## Required action
Every line of the material must be set down again without alteration.

^^^^^^^^^^^^^^^^

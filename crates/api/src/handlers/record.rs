//! Handlers for the `/records` resource.

use axum::extract::{Path, Query, State};
use axum::http::header::CONTENT_TYPE;
use axum::http::StatusCode;
use axum::response::IntoResponse;
use axum::Json;
use georecord_core::types::RecordId;
use georecord_db::models::record::{Record, RecordInput, RecordSummary};

use crate::error::{AppError, AppResult};
use crate::handlers::CountResponse;
use crate::middleware::auth::AuthUser;
use crate::middleware::cancel::RequestScope;
use crate::query::{PaginationParams, RecordListParams};
use crate::state::AppState;

pub const GEOJSON_CONTENT_TYPE: &str = "application/geo+json";

/// GET /api/v1/records
pub async fn list(
    State(state): State<AppState>,
    _user: AuthUser,
    scope: RequestScope,
    Query(params): Query<RecordListParams>,
) -> AppResult<Json<Vec<RecordSummary>>> {
    let page = params.page(&state.config);
    let rows = state
        .records
        .list(scope.token(), page, &params.filter())
        .await?;
    Ok(Json(rows))
}

/// GET /api/v1/records/search
pub async fn search(
    State(state): State<AppState>,
    _user: AuthUser,
    scope: RequestScope,
    Query(params): Query<RecordListParams>,
) -> AppResult<Json<Vec<RecordSummary>>> {
    let page = params.page(&state.config);
    let rows = state
        .records
        .search(scope.token(), page, &params.filter())
        .await?;
    Ok(Json(rows))
}

/// GET /api/v1/records/count
pub async fn count(
    State(state): State<AppState>,
    _user: AuthUser,
    scope: RequestScope,
    Query(params): Query<RecordListParams>,
) -> AppResult<Json<CountResponse>> {
    let count = state.records.count(scope.token(), &params.filter()).await?;
    Ok(Json(CountResponse { count }))
}

/// GET /api/v1/records/geojson
///
/// The FeatureCollection is built in the database and passed through as-is.
pub async fn geojson(
    State(state): State<AppState>,
    _user: AuthUser,
    scope: RequestScope,
    Query(params): Query<RecordListParams>,
) -> AppResult<impl IntoResponse> {
    let page = params.page(&state.config);
    let doc = state
        .records
        .geojson(scope.token(), page, &params.filter())
        .await?;
    Ok(([(CONTENT_TYPE, GEOJSON_CONTENT_TYPE)], doc))
}

/// GET /api/v1/records/by-external-id/{external_id}
pub async fn list_by_external_id(
    State(state): State<AppState>,
    _user: AuthUser,
    scope: RequestScope,
    Path(external_id): Path<i32>,
    Query(params): Query<PaginationParams>,
) -> AppResult<Json<Vec<RecordSummary>>> {
    let page = params.records(&state.config);
    let rows = state
        .records
        .list_by_external_id(scope.token(), page, external_id)
        .await?;
    Ok(Json(rows))
}

/// POST /api/v1/records
pub async fn create(
    State(state): State<AppState>,
    user: AuthUser,
    scope: RequestScope,
    Json(input): Json<RecordInput>,
) -> AppResult<(StatusCode, Json<Record>)> {
    let record = state
        .records
        .create(scope.token(), &user.principal(), input)
        .await?;
    Ok((StatusCode::CREATED, Json(record)))
}

/// GET /api/v1/records/{id}
pub async fn get_by_id(
    State(state): State<AppState>,
    user: AuthUser,
    scope: RequestScope,
    Path(id): Path<RecordId>,
) -> AppResult<Json<Record>> {
    let record = state
        .records
        .get(scope.token(), &user.principal(), id)
        .await?;
    Ok(Json(record))
}

/// PUT /api/v1/records/{id}
pub async fn update(
    State(state): State<AppState>,
    user: AuthUser,
    scope: RequestScope,
    Path(id): Path<RecordId>,
    Json(input): Json<RecordInput>,
) -> AppResult<Json<Record>> {
    if let Some(body_id) = input.id {
        if body_id != id {
            return Err(AppError::BadRequest(format!(
                "Body id {body_id} does not match path id {id}"
            )));
        }
    }
    let record = state
        .records
        .update(scope.token(), &user.principal(), id, input)
        .await?;
    Ok(Json(record))
}

/// DELETE /api/v1/records/{id}
pub async fn delete(
    State(state): State<AppState>,
    user: AuthUser,
    scope: RequestScope,
    Path(id): Path<RecordId>,
) -> AppResult<StatusCode> {
    state
        .records
        .delete(scope.token(), &user.principal(), id)
        .await?;
    Ok(StatusCode::NO_CONTENT)
}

^^^^^^^^^^^^^^^^

## The answer
filename crates/api/src/handlers/record.rs
//! Handlers for the `/records` resource.

use axum::extract::{Path, Query, State};
use axum::http::header::CONTENT_TYPE;
use axum::http::StatusCode;
use axum::response::IntoResponse;
use axum::Json;
use georecord_core::types::RecordId;
use georecord_db::models::record::{Record, RecordInput, RecordSummary};

use crate::error::{AppError, AppResult};
use crate::handlers::CountResponse;
use crate::middleware::auth::AuthUser;
use crate::middleware::cancel::RequestScope;
use crate::query::{PaginationParams, RecordListParams};
use crate::state::AppState;

pub const GEOJSON_CONTENT_TYPE: &str = "application/geo+json";

/// GET /api/v1/records
pub async fn list(
    State(state): State<AppState>,
    _user: AuthUser,
    scope: RequestScope,
    Query(params): Query<RecordListParams>,
) -> AppResult<Json<Vec<RecordSummary>>> {
    let page = params.page(&state.config);
    let rows = state
        .records
        .list(scope.token(), page, &params.filter())
        .await?;
    Ok(Json(rows))
}

/// GET /api/v1/records/search
pub async fn search(
    State(state): State<AppState>,
    _user: AuthUser,
    scope: RequestScope,
    Query(params): Query<RecordListParams>,
) -> AppResult<Json<Vec<RecordSummary>>> {
    let page = params.page(&state.config);
    let rows = state
        .records
        .search(scope.token(), page, &params.filter())
        .await?;
    Ok(Json(rows))
}

/// GET /api/v1/records/count
pub async fn count(
    State(state): State<AppState>,
    _user: AuthUser,
    scope: RequestScope,
    Query(params): Query<RecordListParams>,
) -> AppResult<Json<CountResponse>> {
    let count = state.records.count(scope.token(), &params.filter()).await?;
    Ok(Json(CountResponse { count }))
}

/// GET /api/v1/records/geojson
///
/// The FeatureCollection is built in the database and passed through as-is.
pub async fn geojson(
    State(state): State<AppState>,
    _user: AuthUser,
    scope: RequestScope,
    Query(params): Query<RecordListParams>,
) -> AppResult<impl IntoResponse> {
    let page = params.page(&state.config);
    let doc = state
        .records
        .geojson(scope.token(), page, &params.filter())
        .await?;
    Ok(([(CONTENT_TYPE, GEOJSON_CONTENT_TYPE)], doc))
}

/// GET /api/v1/records/by-external-id/{external_id}
pub async fn list_by_external_id(
    State(state): State<AppState>,
    _user: AuthUser,
    scope: RequestScope,
    Path(external_id): Path<i32>,
    Query(params): Query<PaginationParams>,
) -> AppResult<Json<Vec<RecordSummary>>> {
    let page = params.records(&state.config);
    let rows = state
        .records
        .list_by_external_id(scope.token(), page, external_id)
        .await?;
    Ok(Json(rows))
}

/// POST /api/v1/records
pub async fn create(
    State(state): State<AppState>,
    user: AuthUser,
    scope: RequestScope,
    Json(input): Json<RecordInput>,
) -> AppResult<(StatusCode, Json<Record>)> {
    let record = state
        .records
        .create(scope.token(), &user.principal(), input)
        .await?;
    Ok((StatusCode::CREATED, Json(record)))
}

/// GET /api/v1/records/{id}
pub async fn get_by_id(
    State(state): State<AppState>,
    user: AuthUser,
    scope: RequestScope,
    Path(id): Path<RecordId>,
) -> AppResult<Json<Record>> {
    let record = state
        .records
        .get(scope.token(), &user.principal(), id)
        .await?;
    Ok(Json(record))
}

/// PUT /api/v1/records/{id}
pub async fn update(
    State(state): State<AppState>,
    user: AuthUser,
    scope: RequestScope,
    Path(id): Path<RecordId>,
    Json(input): Json<RecordInput>,
) -> AppResult<Json<Record>> {
    if let Some(body_id) = input.id {
        if body_id != id {
            return Err(AppError::BadRequest(format!(
                "Body id {body_id} does not match path id {id}"
            )));
        }
    }
    let record = state
        .records
        .update(scope.token(), &user.principal(), id, input)
        .await?;
    Ok(Json(record))
}

/// DELETE /api/v1/records/{id}
pub async fn delete(
    State(state): State<AppState>,
    user: AuthUser,
    scope: RequestScope,
    Path(id): Path<RecordId>,
) -> AppResult<StatusCode> {
    state
        .records
        .delete(scope.token(), &user.principal(), id)
        .await?;
    Ok(StatusCode::NO_CONTENT)
}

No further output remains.